With And more if affinities, it is the comedy that moved and made people cry with laughter on the 27th Alpe d’Huez International Comedy Film Festival. Road movie regarding a couple at the end of their tether during a weekend full of twists and turns, hailed by the Grand Prix of the event, Nous, les Leroys is released this Wednesday, April 10 at the cinema.
For its director Florent Bernard, aka FloBer, creator of the FloodCast podcast and screenwriter of La Flamme, of which it is the first film, it is a very special emotion: “Like we had the Grand Prix de l’Alpe d’Huez , everyone is going to expect the funniest movie on Earth and that’s not the case.”
Its mix of humor and emotion, which breathes new life into comedy made in France, sold out its previews in recent weeks. “People find the film funny, moving. Many people tell us that it makes them think regarding their lives,” rejoices Florent Bernard. “That was our goal with this film.”
Shock of generations
When We, the Leroys begins, Sandrine (Charlotte Gainsbourg) announces to her husband Christophe (José Garcia) that she wants a divorce. Their children are soon old enough to leave home. In a last-ditch operation, Christophe organizes a weekend in key places in their family’s history.

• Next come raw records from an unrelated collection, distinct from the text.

//! Held-Karp subset cost table.
//!
//! City `n - 1` is the depot. For every non-empty set `S` of the other cities,
//! given as a bitmask, and every city `v` in `S`, the table holds:
//!
//! - `cost(S, v)`: length of the shortest walk that starts at the depot,
//!   visits exactly the cities of `S` and finishes at `v`;
//! - `predecessor(S, v)`: the city visited just before `v` on that walk, or
//!   `None` when `S = {v}` and the walk came straight from the depot.
//!
//! Both are stored in flat buffers of `(n - 1) * 2^(n - 1)` slots indexed by
//! `(n - 1) * S + v`, sized once before the fill starts.

use crate::engine::PredecessorTable;
use crate::error::{Error, Result};
use crate::graph::DistanceGraph;

/// Marks a slot whose predecessor is the depot
pub const NO_PREDECESSOR: u8 = u8::MAX;

/// Number of slots for `n` cities, or `None` on overflow
pub fn slot_count(n: usize) -> Option<usize> {
    let width = n.saturating_sub(1);
    1usize.checked_shl(width as u32)?.checked_mul(width)
}

/// Reserve exactly `slots` entries up front so an oversized request fails
/// cleanly instead of aborting.
fn allocate<T: Copy>(slots: usize, fill: T) -> Result<Vec<T>> {
    let bytes = slots.saturating_mul(std::mem::size_of::<T>());
    let mut buffer = Vec::new();
    buffer
        .try_reserve_exact(slots)
        .map_err(|_| Error::Allocation { bytes })?;
    buffer.resize(slots, fill);
    Ok(buffer)
}

/// Fully populated DP table for one distance graph
#[derive(Debug, Clone)]
pub struct SubsetCostTable {
    /// Number of non-depot cities, `n - 1`
    width: usize,
    cost: Vec<f64>,
    predecessor: Vec<u8>,
}

impl SubsetCostTable {
    /// Fill the table for `graph`.
    ///
    /// Subsets are visited in increasing numeric order. Clearing a bit always
    /// gives a smaller integer, so every `cost(S \ {v}, u)` needed by
    /// `cost(S, v)` is already known when `(S, v)` is reached.
    pub fn build(graph: &DistanceGraph) -> Result<Self> {
        let n = graph.dimension();
        let width = n.saturating_sub(1);
        let depot = width;
        let slots = slot_count(n).ok_or(Error::Allocation { bytes: usize::MAX })?;

        log::debug!("Building subset table for {} cities ({} slots)", n, slots);

        let mut cost = allocate(slots, f64::INFINITY)?;
        let mut predecessor = allocate(slots, NO_PREDECESSOR)?;

        let all = (1usize << width) - 1;
        for s in 1..=all {
            for v in 0..width {
                let bit = 1usize << v;
                if s & bit == 0 {
                    continue;
                }

                let s2 = s ^ bit;
                let slot = width * s + v;
                if s2 == 0 {
                    cost[slot] = graph.distance(depot, v);
                    predecessor[slot] = NO_PREDECESSOR;
                    continue;
                }

                // First candidate is always taken; later ones only on strict
                // improvement, so the lowest city index wins ties.
                let mut best_cost = f64::INFINITY;
                let mut best_u: Option<usize> = None;
                for u in 0..width {
                    if s2 & (1 << u) == 0 {
                        continue;
                    }
                    let l = cost[width * s2 + u] + graph.distance(u, v);
                    if best_u.is_none() || l < best_cost {
                        best_cost = l;
                        best_u = Some(u);
                    }
                }

                cost[slot] = best_cost;
                predecessor[slot] = best_u.map(|u| u as u8).unwrap_or(NO_PREDECESSOR);
            }
        }

        Ok(SubsetCostTable { width, cost, predecessor })
    }

    /// Number of cities the table was built for
    pub fn cities(&self) -> usize {
        self.width + 1
    }

    /// Mask containing every non-depot city
    pub fn all(&self) -> usize {
        (1usize << self.width) - 1
    }

    /// `cost(S, v)`; only meaningful when bit `v` is set in `subset`
    #[inline]
    pub fn cost(&self, subset: usize, city: usize) -> f64 {
        self.cost[self.width * subset + city]
    }

    /// Close the loop back to the depot.
    ///
    /// Returns the last city before the depot on an optimal cycle together
    /// with the accumulated cycle cost, or `None` when there is no city
    /// besides the depot.
    pub fn best_terminal(&self, graph: &DistanceGraph) -> Option<(usize, f64)> {
        let depot = self.width;
        let all = self.all();
        let mut best: Option<(usize, f64)> = None;
        for u in 0..self.width {
            let l = self.cost(all, u) + graph.distance(u, depot);
            if best.map_or(true, |(_, best_cost)| l < best_cost) {
                best = Some((u, l));
            }
        }
        best
    }
}

impl PredecessorTable for SubsetCostTable {
    fn predecessor(&self, subset: usize, city: usize) -> Option<usize> {
        match self.predecessor[self.width * subset + city] {
            NO_PREDECESSOR => None,
            u => Some(u as usize),
        }
    }
}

A personal story for the director: “I feel like I was the first generation where divorce was no longer the drama that was presented in a film like Kramer vs. Kramer. For our parents’ generation, it was still a dramatic and catastrophic event. This clash of generations interested me.”
Unlike many family films, the teenagers take up as much screen space as their parents. “I wanted to put the teenagers at the center who are often considered secondary characters in this type of story. I wanted no one to be sidelined and for them to each have their own story.”
“A real comedy”
If We, the Leroys is “a real comedy”, the theme of divorce remains heavy, recognizes Florent Bernard. “The film is sometimes harsh. It will sometimes present these characters in a bad light because they are human beings. That’s also why they are beautiful.” And this is what won over the audience at the previews:
“Part of the public understands what I wanted to do with the character of José. He’s not always a sympathetic character. He’s angry. He’s a pure product of patriarchy. And people appreciate that we can show the character without excusing him. We do not minimize his actions.
The character sparks debate. “We showed the film to people from different generations and they don’t all have the same reaction. Some will say that José is atrocious and others told us that he did what he might to get her back .All I wanted to avoid was Charlotte getting the wrong role.”
If the situations are sad, the characters always remain funny. A balance between humor and emotion inherited from contemporary American comedy in the style of Judd Apatow (Funny People) and James L. Brooks (the co-creator of The Simpsons) – but also from the films of Patrice Leconte (Tandem) and Agnès Jaoui (Le Goût des others).
Embarrassed
This realistic dimension of the comedy – even if it meant causing a form of embarrassment – surprised the audience at the previews. “The comedy scenes are really funny with colorful secondary characters and then when there is a couple arguing, we don’t include any jokes.”
“The idea was to make a comedy that does not apologize for tipping into emotion, as is often the case with dramatic comedies,” continues the director. “I wanted when the characters were arguing, the viewer would put themselves in the position of the children and not want to see them arguing.”
A feeling of discomfort which is not surprising on his part: following having written La Flamme, but also Jack Mimoun with Malik Benthala, Florent Bernard also frightened cinemas last year with Vermines, which he written with his accomplice Sébastien Vaniček. Their next project? A new version of Evil Dead in Hollywood.